> _EXERCISE_
In the records below, begin at the line containing "Plugin hook boundary." and end at the line containing "their own tasks"; quote every line in that span exactly, including both boundary lines, and no others.
....
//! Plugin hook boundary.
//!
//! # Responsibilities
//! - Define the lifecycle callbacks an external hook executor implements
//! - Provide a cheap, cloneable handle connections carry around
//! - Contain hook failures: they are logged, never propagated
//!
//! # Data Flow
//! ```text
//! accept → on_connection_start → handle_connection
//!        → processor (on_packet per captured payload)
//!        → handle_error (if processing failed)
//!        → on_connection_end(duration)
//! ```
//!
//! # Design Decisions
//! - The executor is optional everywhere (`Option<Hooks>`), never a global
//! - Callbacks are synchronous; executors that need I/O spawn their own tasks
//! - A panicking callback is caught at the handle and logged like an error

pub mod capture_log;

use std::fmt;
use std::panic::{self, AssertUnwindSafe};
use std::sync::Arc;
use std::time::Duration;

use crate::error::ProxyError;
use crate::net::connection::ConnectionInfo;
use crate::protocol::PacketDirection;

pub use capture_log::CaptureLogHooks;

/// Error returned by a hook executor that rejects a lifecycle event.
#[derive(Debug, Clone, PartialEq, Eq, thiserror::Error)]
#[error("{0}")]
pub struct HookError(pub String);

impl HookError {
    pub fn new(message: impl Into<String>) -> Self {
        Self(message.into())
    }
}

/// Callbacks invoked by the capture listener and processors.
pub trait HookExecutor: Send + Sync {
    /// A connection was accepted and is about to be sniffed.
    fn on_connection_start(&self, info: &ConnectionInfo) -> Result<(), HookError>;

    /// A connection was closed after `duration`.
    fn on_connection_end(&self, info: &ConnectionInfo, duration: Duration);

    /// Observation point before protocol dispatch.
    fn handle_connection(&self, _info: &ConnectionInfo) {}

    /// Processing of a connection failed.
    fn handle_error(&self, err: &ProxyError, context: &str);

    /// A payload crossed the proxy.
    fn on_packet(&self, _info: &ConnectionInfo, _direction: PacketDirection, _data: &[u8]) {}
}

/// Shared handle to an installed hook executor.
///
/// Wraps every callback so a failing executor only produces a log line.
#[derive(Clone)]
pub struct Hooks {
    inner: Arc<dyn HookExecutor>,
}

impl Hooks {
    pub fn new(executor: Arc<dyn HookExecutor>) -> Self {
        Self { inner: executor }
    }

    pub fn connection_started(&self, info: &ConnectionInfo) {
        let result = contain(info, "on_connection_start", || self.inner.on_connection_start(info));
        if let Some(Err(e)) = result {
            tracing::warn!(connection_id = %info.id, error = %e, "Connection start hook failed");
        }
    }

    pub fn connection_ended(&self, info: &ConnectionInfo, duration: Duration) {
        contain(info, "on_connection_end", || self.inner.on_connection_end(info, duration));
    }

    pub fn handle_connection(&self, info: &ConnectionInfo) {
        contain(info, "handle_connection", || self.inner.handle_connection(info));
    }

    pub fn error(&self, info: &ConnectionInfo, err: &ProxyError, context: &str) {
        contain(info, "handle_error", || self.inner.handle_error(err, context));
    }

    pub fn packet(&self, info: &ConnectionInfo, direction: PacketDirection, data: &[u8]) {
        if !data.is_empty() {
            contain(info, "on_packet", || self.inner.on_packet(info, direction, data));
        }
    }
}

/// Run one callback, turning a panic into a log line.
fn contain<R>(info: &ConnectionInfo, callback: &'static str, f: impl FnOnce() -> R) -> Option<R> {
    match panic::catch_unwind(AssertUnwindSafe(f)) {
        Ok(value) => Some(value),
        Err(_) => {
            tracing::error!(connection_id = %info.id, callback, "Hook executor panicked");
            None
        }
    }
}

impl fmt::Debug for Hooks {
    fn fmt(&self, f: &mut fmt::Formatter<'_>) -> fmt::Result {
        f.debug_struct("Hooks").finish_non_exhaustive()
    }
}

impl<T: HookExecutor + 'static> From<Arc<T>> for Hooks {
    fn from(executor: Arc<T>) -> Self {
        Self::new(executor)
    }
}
....
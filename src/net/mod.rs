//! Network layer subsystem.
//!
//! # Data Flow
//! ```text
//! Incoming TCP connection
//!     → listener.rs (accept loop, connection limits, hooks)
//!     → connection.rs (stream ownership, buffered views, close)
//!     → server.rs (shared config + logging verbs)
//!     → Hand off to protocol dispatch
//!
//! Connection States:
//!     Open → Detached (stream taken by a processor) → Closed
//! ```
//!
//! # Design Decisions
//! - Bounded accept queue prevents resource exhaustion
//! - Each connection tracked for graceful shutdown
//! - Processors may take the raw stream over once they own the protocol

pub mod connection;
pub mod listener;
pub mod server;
....
> _PROBLEM SOLUTION_
//! Plugin hook boundary.
//!
//! # Responsibilities
//! - Define the lifecycle callbacks an external hook executor implements
//! - Provide a cheap, cloneable handle connections carry around
//! - Contain hook failures: they are logged, never propagated
//!
//! # Data Flow
//! ```text
//! accept → on_connection_start → handle_connection
//!        → processor (on_packet per captured payload)
//!        → handle_error (if processing failed)
//!        → on_connection_end(duration)
//! ```
//!
//! # Design Decisions
//! - The executor is optional everywhere (`Option<Hooks>`), never a global
//! - Callbacks are synchronous; executors that need I/O spawn their own tasks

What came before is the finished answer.